Since then, social media and expatriate Newfoundlanders have spread the tradition to other parts of Canada, such as Halifax, Nova Scotia and Toronto, Ontario. In 2014, Grande Prairie Golf and Country Club in Alberta hosted a Newfoundland-themed Tibb's Eve event, in support of local charities. In 2016, Folly Brewpub in Toronto brewed its own "Tibb's Eve" spiced ale. In 2019, comedian Colin Hollett described the holiday this way for a Halifax newspaper:

Tibb's Eve on December 23, when people drink and eat at kitchen parties and bars with all the people they want to celebrate with before spending time with those they have to. I have no idea how that isn't huge everywhere else.
The concept of the day being the "official" start of the Christmas holiday season was promoted in local media by 2020. In 2021, several Newfoundland bars hosted Tibb's Eve ugly Christmas sweater events, while Port Rexton Brewery produced a "Tibbs the Saison" beer.

== Pseudo-etymology ==

Tibb's Eve is sometimes referred to as Tipp's Eve, Tip's Eve, or Tipsy Eve. A popular contemporary legend or folk etymology maintains that these names are attributed to the word tipple, which is a verb meaning to drink intoxicating liquor, especially habitually or to some excess. For example:

The more contemporary explanation of St. Tibb's comes from the association of the day with a Christmas tipple.  In the 1500s, if you were to go out for a drink, you went to a "tipple" or alehouse and were served by a "tippler" – the alehouse keeper. In Newfoundland, St. Tibb's became the first real occasion to taste the home brew, a day where the men would visit each other's homes for a taste.

This use is reinforced with examples from the Dictionary of Newfoundland English. Christopher Perry of Daniel's Harbour, Newfoundland and Labrador says:

I've always assumed that the name Tipsey Eve originated from this custom of the men going from house to house on the afternoon of December 23rd to test or taste each other's brew. Whether it did or not, when they returned home in the late evening or at night they were usually quite tipsey...

Edie Smith from Port-aux-Basques, Newfoundland and Labrador, explains where she believes the name comes from:

Christmas really starts in my home on Tipps Eve, which is the day before Christmas. I have heard that it is called Tipps Eve because when men used to put up their own homebrew etc. they wouldn't drink it before Christmas, but I guess most men would sneak a drink or two on this day because they felt the Christmas was close and they probably got a bit tipsy – thus Tipps Eve.

From the use of Tibb's Eve as meaning neither before nor after Christmas; through folk etymology and pronunciation shift, the phrase became linked with the concept of tipsy or tipple.
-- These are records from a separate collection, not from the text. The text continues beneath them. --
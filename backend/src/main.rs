use std::sync::Arc;

use axum::http::{header, HeaderValue, Method};
use tower_http::cors::{AllowHeaders, AllowOrigin, CorsLayer};
use tower_http::trace::TraceLayer;
use tracing::{info, warn};
use tracing_subscriber::{layer::SubscriberExt, util::SubscriberInitExt};

use announcements_api::{
    config::{Config, StoreBackend},
    db::{self, PgRecordStore},
    services::metrics,
    store::{InMemoryStore, RecordStore},
    AppState,
};

#[tokio::main]
async fn main() -> anyhow::Result<()> {
    let _ = dotenvy::dotenv();

    tracing_subscriber::registry()
        .with(tracing_subscriber::EnvFilter::from_default_env())
        .with(tracing_subscriber::fmt::layer())
        .init();

    let config = Arc::new(Config::from_env()?);

    let store: Arc<dyn RecordStore> = match &config.store {
        StoreBackend::Postgres {
            database_url,
            max_connections,
        } => {
            let pool = db::create_pool(database_url, *max_connections).await?;
            db::run_migrations(&pool).await?;
            info!("Database connected and migrations applied");
            Arc::new(PgRecordStore::new(pool))
        }
        StoreBackend::Memory => {
            warn!("STORE_BACKEND=memory: announcements and teachers are lost on restart");
            Arc::new(InMemoryStore::new())
        }
    };

    metrics::start(store.clone());

    let state = AppState::new(store, config.clone());

    // Allow the app base domain and its subdomains; localhost is always allowed.
    let base_url = config.app_base_url.clone();
    let cors_origin = AllowOrigin::predicate(move |origin: &HeaderValue, _| {
        let o = match origin.to_str() {
            Ok(s) => s,
            Err(_) => return false,
        };
        if o.starts_with("http://localhost") || o.starts_with("http://127.0.0.1") {
            return true;
        }
        if o == base_url {
            return true;
        }
        if let Some(idx) = base_url.find("://") {
            let after_scheme = &base_url[idx + 3..];
            let domain = after_scheme.split('/').next().unwrap_or(after_scheme);
            let domain_clean = domain.split(':').next().unwrap_or(domain);
            if o.ends_with(&format!(".{domain_clean}")) {
                return true;
            }
        }
        false
    });

    let cors = CorsLayer::new()
        .allow_methods([Method::GET, Method::POST, Method::PUT, Method::DELETE, Method::OPTIONS])
        .allow_headers(AllowHeaders::list([header::CONTENT_TYPE, header::ACCEPT]))
        .allow_origin(cors_origin);

    let app = announcements_api::router(state)
        .layer(TraceLayer::new_for_http())
        .layer(cors);

    let addr = format!("{}:{}", config.host, config.port);
    info!("Announcements API listening on {}", addr);

    let listener = tokio::net::TcpListener::bind(&addr).await?;
    axum::serve(listener, app).await?;

    Ok(())
}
As William Kirwin says:

Folk etymology, strictly speaking, should be a re-formation of a strangely pronounced or spelled form with the result that the new term makes plausible sense. A second stage in the process may be an expressed justification or explanation of the new term, when it is first used or by other commentators at a later time.

Hiscock notes:

For someone who thinks of it as a day to get tipsy, then Tipsy Eve is perfect. There's nothing wrong with that. That's a good way of calling it. And, of course, it's all based in the kind of humour that people have had for hundreds of years. So, there's no reason why people should not make humorous adjustments to it in the present.